Since early August, the tragic killing of Mike Brown has caught fire in the news. It’s no surprise that mainstream media has limited the conversation to this one isolated incident. But it leaves a crucial void of voices for change that are working to solve the economic inequalities that create racial injustice in the first place.
Missourians Organizing for Reform and Empowerment (MORE) is a grassroots organization that has taken the lead in organizing the community around the Mike Brown case, systemic racism and building a solidarity economy in St.
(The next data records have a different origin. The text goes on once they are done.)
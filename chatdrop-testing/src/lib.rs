//! Testing helpers for use writing unit and integration tests of the `chatdrop` crate
//!
//! This is internal to `chatdrop` and is not intended for use by any other crates.  Breaking
//! changes can be made at any time.
pub mod archive;
pub mod logging;

/// Test code that reports errors can just cheat and use `eyre`
pub type Result<T> = color_eyre::Result<T>;
#[test]
fn chat_export_is_mirrored_and_recorded() -> Result<()> {
    test_with_logging(async move {
        let fixture = Fixture::new()?;
        let entries = chat_export();
        let event = fixture.upload("user/u1/uploads/backup.zip", &entries)?;
        let started = Utc::now();

        let progress = TestPipelineProgressCallback::new();
        let outcome = fixture.pipeline.run(&event, progress.clone()).await?;

        let (published, copied) = assert_matches!(
            outcome,
            PipelineOutcome::Mirrored { published, copied, .. } => (published, copied)
        );
        assert_eq!(3, published.uploaded);
        assert_eq!(3, copied.objects);

        // Every archive entry is published and mirrored byte for byte
        for entry in &entries {
            let Some(data) = entry.data() else {
                continue;
            };

            let extracted = format!("user/u1/extracted/backup/{}", entry.path());
            let mirrored = format!("user/u1/chats/backup/{}", entry.path());
            assert_eq!(Some(data.to_vec()), fixture.data(&extracted), "{extracted}");
            assert_eq!(Some(data.to_vec()), fixture.data(&mirrored), "{mirrored}");
        }

        let document = fixture
            .documents
            .document("users/u1/chatFoldersCache", "backup")
            .expect("completion record is written");
        let updated_at = assert_matches!(
            document.get(UPDATED_AT_FIELD),
            Some(FieldValue::Timestamp(at)) => *at
        );
        assert_ge!(updated_at, started);
        assert_eq!(1, fixture.documents.len());

        assert_eq!(
            vec![
                Stage::Routing,
                Stage::Downloading,
                Stage::Extracting,
                Stage::Publishing,
                Stage::CheckingMarker,
                Stage::Copying,
                Stage::CachingCompletion,
            ],
            progress.stages()
        );
        assert_eq!(
            1,
            progress.count(PipelineProgressEventDiscriminants::CompletionRecorded)
        );
        progress.sanity_check_updates();
        fixture.assert_scratch_removed()?;

        Ok(())
    })
}

#[test]
fn mirrored_copies_keep_metadata() -> Result<()> {
    test_with_logging(async move {
        let fixture = Fixture::new()?;
        let event = fixture.upload("user/u1/uploads/backup.zip", &chat_export())?;

        fixture.pipeline.run_without_progress(&event).await?;

        for key in fixture.bucket.keys_with_prefix("user/u1/extracted/backup/") {
            let mirrored = key.replace("/extracted/", "/chats/");

            let source = fixture.bucket.object(&key).unwrap();
            let target = fixture.bucket.object(&mirrored).unwrap();
            assert_eq!(source.metadata, target.metadata, "{mirrored}");
        }

        let chat = fixture.bucket.object("user/u1/chats/backup/_chat.txt").unwrap();
        assert_eq!(Some("text/plain"), chat.metadata.content_type.as_deref());
        let image = fixture.bucket.object("user/u1/chats/backup/IMG-0001.jpg").unwrap();
        assert_eq!(Some("image/jpeg"), image.metadata.content_type.as_deref());

        Ok(())
    })
}
//! Classification of object keys into archive uploads the pipeline should process and
//! everything else.
//!
//! Uploaded archives live at `user/{uid}/uploads/{name}.zip`.  Everything the pipeline writes
//! back into the same bucket lives under `user/{uid}/extracted/` and `user/{uid}/chats/`, and
//! must never be mistaken for a new upload or the pipeline would trigger itself forever.
use std::fmt;
use std::path::Path;

/// Well-known file whose presence in an extracted archive marks it as a chat export.
pub const MARKER_FILE_NAME: &str = "_chat.txt";

/// Why a key was not routed to the pipeline.
///
/// Skips are expected and are not errors; most objects in the bucket are not archive uploads.
#[derive(Clone, Copy, Debug, PartialEq, Eq, Hash)]
pub enum SkipReason {
    /// The key is not under `user/`
    NotUserObject,
    /// The key has fewer than 4 path segments
    TooFewSegments,
    /// The third segment isn't `uploads`
    NotInUploads,
    /// The key doesn't have a `.zip` extension
    NotZipArchive,
    /// The key is output of a previous run
    DerivedObject,
}

impl fmt::Display for SkipReason {
    fn fmt(&self, f: &mut fmt::Formatter<'_>) -> fmt::Result {
        let reason = match self {
            Self::NotUserObject => "not under user/",
            Self::TooFewSegments => "too few path segments",
            Self::NotInUploads => "not in user/[uid]/uploads/",
            Self::NotZipArchive => "not a zip file",
            Self::DerivedObject => "in an intermediate or final directory",
        };

        f.write_str(reason)
    }
}

/// A zip archive uploaded by a user, identified from its object key.
#[derive(Clone, Debug, PartialEq, Eq, Hash)]
pub struct ArchiveUpload {
    /// The complete object key of the archive
    pub key: String,
    pub user_id: String,
    /// Final segment of the key, ie `backup.zip`
    pub archive_file_name: String,
    /// The file name without its extension, ie `backup`
    pub archive_base_name: String,
}

impl ArchiveUpload {
    /// Prefix under which the archive contents are published, ending in `/`
    pub fn extracted_prefix(&self) -> String {
        format!(
            "user/{}/extracted/{}/",
            self.user_id, self.archive_base_name
        )
    }

    /// Prefix into which a chat export is mirrored, ending in `/`
    pub fn chats_prefix(&self) -> String {
        format!("user/{}/chats/{}/", self.user_id, self.archive_base_name)
    }

    /// Key of the marker object within the published archive contents
    pub fn marker_key(&self) -> String {
        format!("{}{}", self.extracted_prefix(), MARKER_FILE_NAME)
    }

    /// Collection holding this user's completion cache documents
    pub fn cache_collection(&self) -> String {
        format!("users/{}/chatFoldersCache", self.user_id)
    }
}

/// Routing decision for an object key
#[derive(Clone, Debug, PartialEq, Eq)]
pub enum Route {
    Eligible(ArchiveUpload),
    Skip(SkipReason),
}

/// Decide whether `key` is an archive upload the pipeline should process.
///
/// Pure function of the key; the content type of the object plays no part.
pub fn route(key: &str) -> Route {
    let segments = key.split('/').collect::<Vec<_>>();

    if !key.starts_with("user/") {
        return Route::Skip(SkipReason::NotUserObject);
    }
    if segments.len() < 4 {
        return Route::Skip(SkipReason::TooFewSegments);
    }
    if segments[2] != "uploads" {
        return Route::Skip(SkipReason::NotInUploads);
    }
    if !key.to_lowercase().ends_with(".zip") {
        return Route::Skip(SkipReason::NotZipArchive);
    }

    // Unreachable while eligibility requires `uploads`, but if that check is ever relaxed this
    // keeps the pipeline from consuming its own output
    if segments[2] == "extracted" || segments[2] == "chats" {
        return Route::Skip(SkipReason::DerivedObject);
    }

    let archive_file_name = segments[segments.len() - 1].to_string();
    let archive_base_name = Path::new(&archive_file_name)
        .file_stem()
        .and_then(|stem| stem.to_str())
        .unwrap_or(&archive_file_name)
        .to_string();

    Route::Eligible(ArchiveUpload {
        key: key.to_string(),
        user_id: segments[1].to_string(),
        archive_file_name,
        archive_base_name,
    })
}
Louis through a new project called Solidarity Economy St. Louis. We caught up with MORE Organizer, Julia Ho, to get MORE’s unique take on how sharing projects can support social justice organizing and why we shouldn’t ignore social justice in the struggle to create a new economy.
Why did MORE shift into solidarity economy organizing from more traditional political organizing?
In 2011, the Occupy movement sparked a pattern of people thinking about the economy in a different way, so we shifted our organizing strategy. We asked ourselves, “How can we do decentralized, anti-capitalist work and support what’s already happening?” Around this time last year, we decided it would be most effective to create a campaign working from two angles 1) connecting and sharing best practices for solidarity economy projects and 2) building political and economic power through organizing. We also knew that racial divisions restricted access to resources in the city and felt that a robust solidarity economy network could play a role in addressing those problems.
In St. Louis, a major symptom of racial oppression is the criminalization of poverty, which leads to further economic insecurity and segregation. For example, cities depend heavily on traffic fine revenue to sustain themselves, which creates an unfair burden on the working poor and those affected by racial profiling because unpaid fines often lead to bench warrants and jail time. Currently, we are working on an initiative to get traffic fines paid through community service projects that are managed through our local timebank, the Cowry Collective, while also putting pressure on the municipal courts to stop issuing these warrants in the first place.
Launch event for Solidarity Economy St. Louis
Why did this work lead you to start a new project – Solidarity Economy (SE) St. Louis?
We wanted to build a local network of people who are doing similar projects and could also pull together to fight economic and racial injustice. Our idea was that MORE would help to convene this table, but that the network would consist of groups and organizations that extend beyond our membership.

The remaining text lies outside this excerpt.